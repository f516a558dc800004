//! # ヘルスチェック共通型

use serde::{Deserialize, Serialize};

/// ヘルスチェックレスポンス
///
/// `status` はサービスの稼働状態、`version` は Cargo.toml のバージョンを示す。
///
/// ```
/// use nailbook_shared::HealthResponse;
///
/// let response = HealthResponse::healthy("0.1.0");
/// assert_eq!(response.status, "healthy");
/// ```
#[derive(Debug, Clone, PartialEq, Eq, Serialize, Deserialize)]
pub struct HealthResponse {
    /// 稼働状態（`"healthy"` または `"unhealthy"`）
    pub status:  String,
    /// アプリケーションバージョン
    pub version: String,
}

impl HealthResponse {
    pub fn healthy(version: impl Into<String>) -> Self {
        Self {
            status:  "healthy".to_string(),
            version: version.into(),
        }
    }
}

#[cfg(test)]
mod tests {
    use super::*;

    #[test]
    fn test_health_responseのserializeで正しいjson形状にする() {
        let json = serde_json::to_value(HealthResponse::healthy("0.1.0")).unwrap();

        assert_eq!(
            json,
            serde_json::json!({
                "status": "healthy",
                "version": "0.1.0"
            })
        );
    }
}
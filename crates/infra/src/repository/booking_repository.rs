//! # BookingRepository
//!
//! 予約リクエストの永続化を担当するリポジトリ。
//!
//! ## 設計方針
//!
//! - **INSERT は RETURNING**: 採番された ID とタイムスタンプ込みのエンティティを返す
//! - **UPDATE は全カラム**: ユースケース層で遷移を検証済みのエンティティをそのまま書き戻す

use async_trait::async_trait;
use chrono::{DateTime, NaiveDate, NaiveTime, Utc};
use nailbook_domain::{
    DomainError,
    booking::{Booking, BookingId, BookingRecord, BookingStatus, NewBooking, TimeSlot},
    service::ServiceId,
    value_objects::{EmailAddress, PersonName, PhoneNumber},
};
use sqlx::{FromRow, PgPool};

use crate::error::{InfraError, corrupted};

/// 予約リポジトリトレイト
#[async_trait]
pub trait BookingRepository: Send + Sync {
    /// 新規予約を `pending` で登録する
    async fn insert(&self, booking: &NewBooking, now: DateTime<Utc>)
    -> Result<Booking, InfraError>;

    async fn find_by_id(&self, id: BookingId) -> Result<Option<Booking>, InfraError>;

    /// 作成日時の降順で取得する
    async fn find_all(&self, status: Option<BookingStatus>) -> Result<Vec<Booking>, InfraError>;

    /// 予約を更新する
    ///
    /// 対象行が存在しない場合は `Ok(false)` を返す。
    async fn update(&self, booking: &Booking) -> Result<bool, InfraError>;
}

/// PostgreSQL 実装の BookingRepository
#[derive(Debug, Clone)]
pub struct PostgresBookingRepository {
    pool: PgPool,
}

impl PostgresBookingRepository {
    pub fn new(pool: PgPool) -> Self {
        Self { pool }
    }
}

#[derive(Debug, FromRow)]
struct BookingRow {
    id:             i64,
    customer_name:  String,
    customer_email: String,
    customer_phone: String,
    service_id:     i64,
    preferred_date: NaiveDate,
    preferred_time: NaiveTime,
    notes:          String,
    status:         String,
    created_at:     DateTime<Utc>,
    updated_at:     DateTime<Utc>,
}

impl TryFrom<BookingRow> for Booking {
    type Error = InfraError;

    fn try_from(row: BookingRow) -> Result<Self, Self::Error> {
        let preferred_time = TimeSlot::from_time(row.preferred_time).ok_or_else(|| {
            InfraError::corrupted_data(format!("preferred_time: {}", row.preferred_time))
        })?;

        Ok(Booking::from_db(BookingRecord {
            id: BookingId::new(row.id),
            customer_name: PersonName::new(row.customer_name)
                .map_err(corrupted::<DomainError>("customer_name"))?,
            customer_email: EmailAddress::new(row.customer_email)
                .map_err(corrupted::<DomainError>("customer_email"))?,
            customer_phone: PhoneNumber::new(row.customer_phone)
                .map_err(corrupted::<DomainError>("customer_phone"))?,
            service_id: ServiceId::new(row.service_id),
            preferred_date: row.preferred_date,
            preferred_time,
            notes: row.notes,
            status: row
                .status
                .parse::<BookingStatus>()
                .map_err(corrupted("status"))?,
            created_at: row.created_at,
            updated_at: row.updated_at,
        }))
    }
}

const SELECT_COLUMNS: &str = r#"
    SELECT id, customer_name, customer_email, customer_phone, service_id,
           preferred_date, preferred_time, notes, status, created_at, updated_at
    FROM booking_requests
"#;

#[async_trait]
impl BookingRepository for PostgresBookingRepository {
    #[tracing::instrument(skip_all, level = "debug", fields(service_id = %booking.service_id))]
    async fn insert(
        &self,
        booking: &NewBooking,
        now: DateTime<Utc>,
    ) -> Result<Booking, InfraError> {
        let status: &'static str = BookingStatus::Pending.into();
        let row = sqlx::query_as::<_, BookingRow>(
            r#"
            INSERT INTO booking_requests (
                customer_name, customer_email, customer_phone, service_id,
                preferred_date, preferred_time, notes, status, created_at, updated_at
            )
            VALUES ($1, $2, $3, $4, $5, $6, $7, $8, $9, $9)
            RETURNING id, customer_name, customer_email, customer_phone, service_id,
                      preferred_date, preferred_time, notes, status, created_at, updated_at
            "#,
        )
        .bind(booking.customer_name.as_str())
        .bind(booking.customer_email.as_str())
        .bind(booking.customer_phone.as_str())
        .bind(booking.service_id.as_i64())
        .bind(booking.preferred_date)
        .bind(booking.preferred_time.as_time())
        .bind(&booking.notes)
        .bind(status)
        .bind(now)
        .fetch_one(&self.pool)
        .await?;

        Booking::try_from(row)
    }

    #[tracing::instrument(skip_all, level = "debug", fields(%id))]
    async fn find_by_id(&self, id: BookingId) -> Result<Option<Booking>, InfraError> {
        let row = sqlx::query_as::<_, BookingRow>(&format!("{SELECT_COLUMNS} WHERE id = $1"))
            .bind(id.as_i64())
            .fetch_optional(&self.pool)
            .await?;

        row.map(Booking::try_from).transpose()
    }

    #[tracing::instrument(skip_all, level = "debug")]
    async fn find_all(&self, status: Option<BookingStatus>) -> Result<Vec<Booking>, InfraError> {
        let status: Option<&'static str> = status.map(Into::into);
        let rows = sqlx::query_as::<_, BookingRow>(&format!(
            "{SELECT_COLUMNS} WHERE ($1::text IS NULL OR status = $1) ORDER BY created_at DESC, id DESC"
        ))
        .bind(status)
        .fetch_all(&self.pool)
        .await?;

        rows.into_iter().map(Booking::try_from).collect()
    }

    #[tracing::instrument(skip_all, level = "debug", fields(id = %booking.id()))]
    async fn update(&self, booking: &Booking) -> Result<bool, InfraError> {
        let status: &'static str = booking.status().into();
        let result = sqlx::query(
            r#"
            UPDATE booking_requests SET
                customer_name = $2,
                customer_email = $3,
                customer_phone = $4,
                service_id = $5,
                preferred_date = $6,
                preferred_time = $7,
                notes = $8,
                status = $9,
                updated_at = $10
            WHERE id = $1
            "#,
        )
        .bind(booking.id().as_i64())
        .bind(booking.customer_name().as_str())
        .bind(booking.customer_email().as_str())
        .bind(booking.customer_phone().as_str())
        .bind(booking.service_id().as_i64())
        .bind(booking.preferred_date())
        .bind(booking.preferred_time().as_time())
        .bind(booking.notes())
        .bind(status)
        .bind(booking.updated_at())
        .execute(&self.pool)
        .await?;

        Ok(result.rows_affected() > 0)
    }
}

★ ★ ★

Search the records above for the string "static". Copy every line that contains it.

▶ Response area:
        let status: &'static str = BookingStatus::Pending.into();
        let status: Option<&'static str> = status.map(Into::into);
        let status: &'static str = booking.status().into();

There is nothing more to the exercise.